Functional dyspepsia (FD) -defined as discomfort or pain in the upper abdomen, often related to food intake, but with no apparent organic cause- is one of the most prevalent functional gastrointestinal disorders.
Increasing evidence has emerged of the involvement of the gut microbiota as a target for managing functional gastrointestinal disorders. However, the therapeutic benefits and future perspectives of the currently available strategies for modifying gut microbiota in functional bowel disorders is still under research.
A primer, led by Prof.

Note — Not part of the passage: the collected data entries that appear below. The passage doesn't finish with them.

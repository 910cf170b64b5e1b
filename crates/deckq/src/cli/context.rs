//! Shared context for running CLI commands.

use std::{
    env,
    io::{self, IsTerminal},
    path::{Path, PathBuf},
    process::ExitCode,
};

use deckq_config::Config;
use deckq_games::Game;
use deckq_search::{MessageCatalog, Registry};

use crate::cli::args::GameArgs;

/// Command execution context built once per CLI invocation.
pub struct CommandContext {
    /// Current working directory.
    pub cwd: PathBuf,
    /// Loaded configuration (may be default if no config files found).
    pub config: Config,
}

impl CommandContext {
    /// Loads the current directory and configuration.
    pub fn load() -> Result<Self, ExitCode> {
        let cwd = current_dir_or_failure()?;
        let config = load_config_or_failure(&cwd)?;
        Ok(Self { cwd, config })
    }

    /// Loads only the current directory, skipping configuration parsing.
    ///
    /// Used for `init` and the pure syntax commands, which should work even when an existing
    /// config file is invalid.
    pub fn load_cwd_only() -> Result<Self, ExitCode> {
        let cwd = current_dir_or_failure()?;
        Ok(Self {
            cwd,
            config: Config::default(),
        })
    }

    /// The game named on the command line, else the configured one.
    pub fn game(&self, args: &GameArgs) -> Result<Game, ExitCode> {
        let name = args.game.as_deref().unwrap_or(&self.config.settings.game);
        name.parse().map_err(|e| {
            eprintln!("error: {e}");
            ExitCode::FAILURE
        })
    }

    /// Builds the command registry for the selected game.
    pub fn registry(&self, args: &GameArgs) -> Result<(Game, Registry), ExitCode> {
        let game = self.game(args)?;
        let registry = game.registry().map_err(|e| {
            eprintln!("error: the {game} command set is invalid: {e}");
            ExitCode::FAILURE
        })?;
        Ok((game, registry))
    }

    /// Builds the message catalog for `locale`, else the configured locale.
    pub fn catalog(&self, locale: Option<&str>) -> Result<MessageCatalog, ExitCode> {
        let locale = locale.unwrap_or(&self.config.settings.locale);
        self.config.catalog(locale).map_err(|e| {
            eprintln!("error: {e}");
            ExitCode::FAILURE
        })
    }

    /// Whether to colour output: enabled in config and stdout is a terminal.
    pub fn color(&self) -> bool {
        self.config.output.color && io::stdout().is_terminal()
    }

    /// Whether to emit JSON: requested by flag or config.
    pub const fn json(&self, flag: bool) -> bool {
        flag || self.config.output.json
    }
}

/// Returns the current working directory or exits with a consistent error.
fn current_dir_or_failure() -> Result<PathBuf, ExitCode> {
    env::current_dir().map_err(|e| {
        eprintln!("error: could not determine current directory: {e}");
        ExitCode::FAILURE
    })
}

/// Loads configuration from the provided directory or exits with an error.
fn load_config_or_failure(cwd: &Path) -> Result<Config, ExitCode> {
    Config::load(cwd).map_err(|e| {
        eprintln!("error: failed to load configuration: {e}");
        ExitCode::FAILURE
    })
}
//! Implementation of `deckq tokens`.

use std::process::ExitCode;

use deckq_highlight::{caret_line, highlight_query};
use deckq_query::{LexError, Token, TokenKind, parse_partial};
use serde::Serialize;

use crate::cli::{
    args::TokensCommand,
    context::CommandContext,
    output::{dim, emit, print_json, subheader, warning},
};

/// JSON output for `deckq tokens`.
#[derive(Serialize)]
struct JsonTokens<'a> {
    /// Every token, in input order.
    tokens: &'a [Token],
    /// Recorded lexical problems.
    errors: &'a [LexError],
}

/// Lists the tokens of a query as the parser reads them.
///
/// Lexical problems are reported but do not fail the command; `deckq parse` does.
pub fn run(ctx: &CommandContext, cmd: &TokensCommand) -> ExitCode {
    let query = &cmd.query.query;
    let outcome = parse_partial(query);

    if ctx.json(cmd.output.json) {
        return print_json(&JsonTokens {
            tokens: &outcome.tokens,
            errors: &outcome.lex_errors,
        });
    }

    let color = ctx.color();
    for token in &outcome.tokens {
        let span = format!("{}..{}", token.span.start, token.span.end);
        let line = format!(
            "{:<12} {} {:?}",
            kind_name(token.kind),
            dim(&format!("{span:<8}")),
            token.text
        );
        emit(&line, color);
    }
    println!();
    emit(&highlight_query(&outcome.tokens), color);

    if !outcome.lex_errors.is_empty() {
        println!();
        emit(&subheader("Lexical errors:"), color);
        for err in &outcome.lex_errors {
            emit(&format!("  {}", warning(&err.to_string())), color);
            for line in caret_line(query, err.span).lines() {
                emit(&format!("    {line}"), color);
            }
        }
    }
    ExitCode::SUCCESS
}

/// Display name of a token kind.
const fn kind_name(kind: TokenKind) -> &'static str {
    match kind {
        TokenKind::Whitespace => "whitespace",
        TokenKind::Punctuation => "punctuation",
        TokenKind::Identifier => "identifier",
        TokenKind::String => "string",
        TokenKind::Regex => "regex",
    }
}
//! Hearthstone.

use deckq_search::{
    Command, Registry, RegistryError,
    builtin::{BitField, FieldRef, Number, Order, Set, Simple, Text},
};

use crate::stats::StatLine;

/// Playable classes, query spelling to stored value.
const CLASSES: &[(&str, &str)] = &[
    ("deathknight", "DEATHKNIGHT"),
    ("dk", "DEATHKNIGHT"),
    ("demonhunter", "DEMONHUNTER"),
    ("dh", "DEMONHUNTER"),
    ("druid", "DRUID"),
    ("hunter", "HUNTER"),
    ("mage", "MAGE"),
    ("paladin", "PALADIN"),
    ("priest", "PRIEST"),
    ("rogue", "ROGUE"),
    ("shaman", "SHAMAN"),
    ("warlock", "WARLOCK"),
    ("warrior", "WARRIOR"),
    ("neutral", "NEUTRAL"),
];

/// Death Knight runes in bit order: blood, frost, unholy.
const RUNES: &str = "bfu";

/// The Hearthstone registry.
pub fn registry() -> Result<Registry, RegistryError> {
    let classes = CLASSES
        .iter()
        .fold(Set::new(FieldRef::new("classes")), |kind, (spelling, stored)| {
            kind.value(*spelling, *stored)
        });
    let runes = BitField::new(FieldRef::new("runes"), RUNES)
        .word("blood", "b")
        .word("frost", "f")
        .word("unholy", "u");

    Registry::builder()
        .builtin(Command::raw(), Text::new(FieldRef::new("name")))
        .builtin(
            Command::new("name").alias("n"),
            Text::new(FieldRef::new("name")),
        )
        .builtin(
            Command::new("text").alias("x"),
            Text::new(FieldRef::new("text")).multiline(),
        )
        .builtin(
            Command::new("cost").alias("c").alias("mana"),
            Number::new(FieldRef::new("cost")),
        )
        .builtin(
            Command::new("attack").alias("atk").alias("a"),
            Number::new(FieldRef::new("attack")),
        )
        .builtin(
            Command::new("health").alias("hp").alias("h"),
            Number::new(FieldRef::new("health")),
        )
        .builtin(
            Command::new("durability").alias("dur"),
            Number::new(FieldRef::new("durability")),
        )
        .builtin(Command::new("stats"), StatLine::new("attack", "health"))
        .builtin(Command::new("class").alias("cls"), classes)
        .builtin(Command::new("rune").alias("runes"), runes)
        .builtin(
            Command::new("type").alias("t"),
            Simple::new(FieldRef::new("card_type"))
                .value("minion", "MINION")
                .value("spell", "SPELL")
                .value("weapon", "WEAPON")
                .value("hero", "HERO")
                .value("location", "LOCATION"),
        )
        .builtin(
            Command::new("race").alias("tribe"),
            Set::new(FieldRef::new("races")),
        )
        .builtin(
            Command::new("rarity").alias("r"),
            Simple::new(FieldRef::new("rarity"))
                .value("free", "FREE")
                .value("common", "COMMON")
                .value("rare", "RARE")
                .value("epic", "EPIC")
                .value("legendary", "LEGENDARY"),
        )
        .builtin(
            Command::new("set").alias("s"),
            Simple::new(FieldRef::new("set")),
        )
        .builtin(
            Command::new("keyword").alias("kw"),
            Set::new(FieldRef::new("mechanics")),
        )
        .builtin(
            Command::new("tag").pattern("#{{tag}}"),
            Set::new(FieldRef::new("tags")),
        )
        .builtin(
            Command::new("order").alias("sort"),
            Order::new()
                .key("name", "name")
                .key("cost", "cost")
                .key("attack", "attack")
                .key("health", "health"),
        )
        .build()
}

Paul Enck from the Department of Internal Medicine VI: Psychosomatic Medicine and Psychotherapy, at the University Hospital Tübingen (Germany), provides an update of FD in adults, addressing epidemiology, pathophysiological mechanisms, diagnosis, screening and prevention as well as management.

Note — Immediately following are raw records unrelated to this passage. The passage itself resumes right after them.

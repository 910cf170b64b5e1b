//! Implementation of `deckq config`.

use std::process::ExitCode;

use deckq_highlight::Highlighter;

use crate::cli::{
    context::CommandContext,
    output::{dim, emit},
};

/// Shows effective configuration settings.
pub fn run(ctx: &CommandContext) -> ExitCode {
    let config = &ctx.config;
    let toml = match config.settings_to_toml() {
        Ok(toml) => toml,
        Err(e) => {
            eprintln!("error: {e}");
            return ExitCode::FAILURE;
        }
    };

    let color = ctx.color();
    if config.sources.is_empty() {
        emit(&dim("# no configuration files found; showing defaults"), color);
    }
    for source in &config.sources {
        emit(&dim(&format!("# from {}", source.display())), color);
    }
    if color {
        print!("{}", Highlighter::new().highlight_toml(&toml));
    } else {
        print!("{toml}");
    }
    ExitCode::SUCCESS
}
//! Rendering and JSON serialization for CLI output.

use std::process::ExitCode;

pub use deckq_highlight::{dim, header, subheader, success, warning};
use deckq_highlight::{Highlighter, strip_ansi};
use deckq_query::Span;
use deckq_search::SearchError;
use serde::Serialize;

/// JSON shape of a failed query.
#[derive(Serialize)]
struct JsonError<'a> {
    /// Stable kebab-case code.
    code: &'a str,
    /// Human-readable message.
    message: String,
    /// Byte span in the query.
    span: Span,
}

/// JSON envelope for a failed query.
#[derive(Serialize)]
struct JsonErrorOutput<'a> {
    /// The query as given.
    query: &'a str,
    /// What went wrong.
    error: JsonError<'a>,
}

/// Prints styled text, stripping styles when colour is off.
pub fn emit(text: &str, color: bool) {
    if color {
        println!("{text}");
    } else {
        println!("{}", strip_ansi(text));
    }
}

/// Prints a value as pretty JSON.
pub fn print_json<T: Serialize>(value: &T) -> ExitCode {
    match serde_json::to_string_pretty(value) {
        Ok(json) => {
            println!("{json}");
            ExitCode::SUCCESS
        }
        Err(e) => {
            eprintln!("error: failed to serialize JSON: {e}");
            ExitCode::FAILURE
        }
    }
}

/// Prints a JSON document, highlighted when colour is on.
pub fn print_document<T: Serialize>(value: &T, color: bool) -> ExitCode {
    if !color {
        return print_json(value);
    }
    match serde_json::to_string_pretty(value) {
        Ok(json) => {
            print!("{}", Highlighter::new().highlight_json(&format!("{json}\n")));
            ExitCode::SUCCESS
        }
        Err(e) => {
            eprintln!("error: failed to serialize JSON: {e}");
            ExitCode::FAILURE
        }
    }
}

/// The one-line message for an error, without the rendered query.
fn error_message(err: &SearchError) -> String {
    match err {
        SearchError::Query(e) => e.message(),
        SearchError::Translate(e) => e.to_string(),
    }
}

/// Reports a failed query and returns the failure exit code.
///
/// JSON mode writes the error document to stdout; text mode writes the caret diagnostic to
/// stderr.
pub fn report_query_error(query: &str, err: &SearchError, json: bool) -> ExitCode {
    if json {
        let output = JsonErrorOutput {
            query,
            error: JsonError {
                code: err.code(),
                message: error_message(err),
                span: err.span(),
            },
        };
        print_json(&output);
    } else {
        eprintln!("error: {}", err.render(query).trim_end());
    }
    ExitCode::FAILURE
}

According to the Rome IV classification (2016), functional dyspepsia is diagnosed if a patient reports 1 or more of the following -postprandial fullness, early satiation, epigastric pain, and epigastric burning- for the past 3 months with onset at least 6 months before diagnosis and without evidence of structural disease that can account for the symptoms. It comprises three subtypes with presumed different pathophysiology and aetiology: postprandial distress syndrome (PDS), epigastric pain syndrome (EPS) or both. Gas-related symptoms, repetitive eructation, and abdominal bloating and distension are frequently reported by patients with FD. In particular, alarm symptoms should be detected on time when collecting the patient’s medical history; for instance, substantial weight loss.
The population prevalence of FD is quite variable across the globe. Discrepancies in FD global epidemiology exist, mainly due to the fact that it is a disease entity that overlaps with irritable bowel syndrome (IBS; ‘overlap syndrome’ is the term suggested for designating functional dyspepsia and IBS), other functional gastrointestinal disorders and some somatic diseases and functional non-intestinal diseases.
FD is a multifactorial disorder with different pathophysiological mechanisms hypothesized at both macroscopic and microscopic levels. Its symptoms can be caused by disturbed gastroduodenal motility and sensitivity, impaired permeability of the epithelial barrier, duodenal eosinophilia and subtle mucosal inflammation in the duodenum; there is contradictory evidence on the role of small-intestinal bacterial overgrowth. It should be noted that Helicobacter pylori-related dyspepsia is considered a separate entity.
Besides this, a genetic predisposition could be also involved, though it is less evident than in other functional gastrointestinal disorders. On the other hand, psychiatric comorbidity and psychopathological state and trait characteristics could also play a role, although these are less pronounced than in other gastrointestinal functional disorders such as IBS. Psychiatric comorbidities that are much more prevalent in functional dyspepsia than in IBS are eating disorders (for example, bulimia or anorexia nervosa). The authors suggest that inconsistencies about the role of brain-gut and gut-brain pathways in pathogenesis reflect differences in the inclusion criteria of patients with FD and controls, sample sizes, together with differences in disease subtypes, geographical and ethnic variations and environmental factors.
Management of FD includes dietetic advice and H. pylori eradication treatment in patients with FD who are infected. Regarding dietary management, it is still unknown how dietary factors are effective in alleviating dyspeptic symptoms. Dietary patterns observed in patients with FD and unknown potential underlying mechanisms of food intolerances contribute to the difficulty of making personalized dietetic recommendations in these cases.
With the exception of H. pylori eradication, the preferred pharmacological therapy (including prokinetic drugs, fundus-relaxing drugs and acid-suppressive drugs) is primarily based on the subtype of functional dyspepsia, whereas centrally active neuromodulators and herbal drugs play a minor role. It should be noted that although pharmacological therapy is considered in a large proportion of patients, drugs with established efficacy are lacking for patients with FD as a group. Regarding psychotherapy, it may be effective only in a small subset of patients. Future therapies might include novel compounds that attempt to treat the underlying gastric and duodenal inflammation.
Enck P, Azpiroz F, Boeckxstaens G, et al. Functional dyspepsia. Nat Rev Dis Primers. 2017; 3:17081. doi: 10.1038/nrdp.2017.81.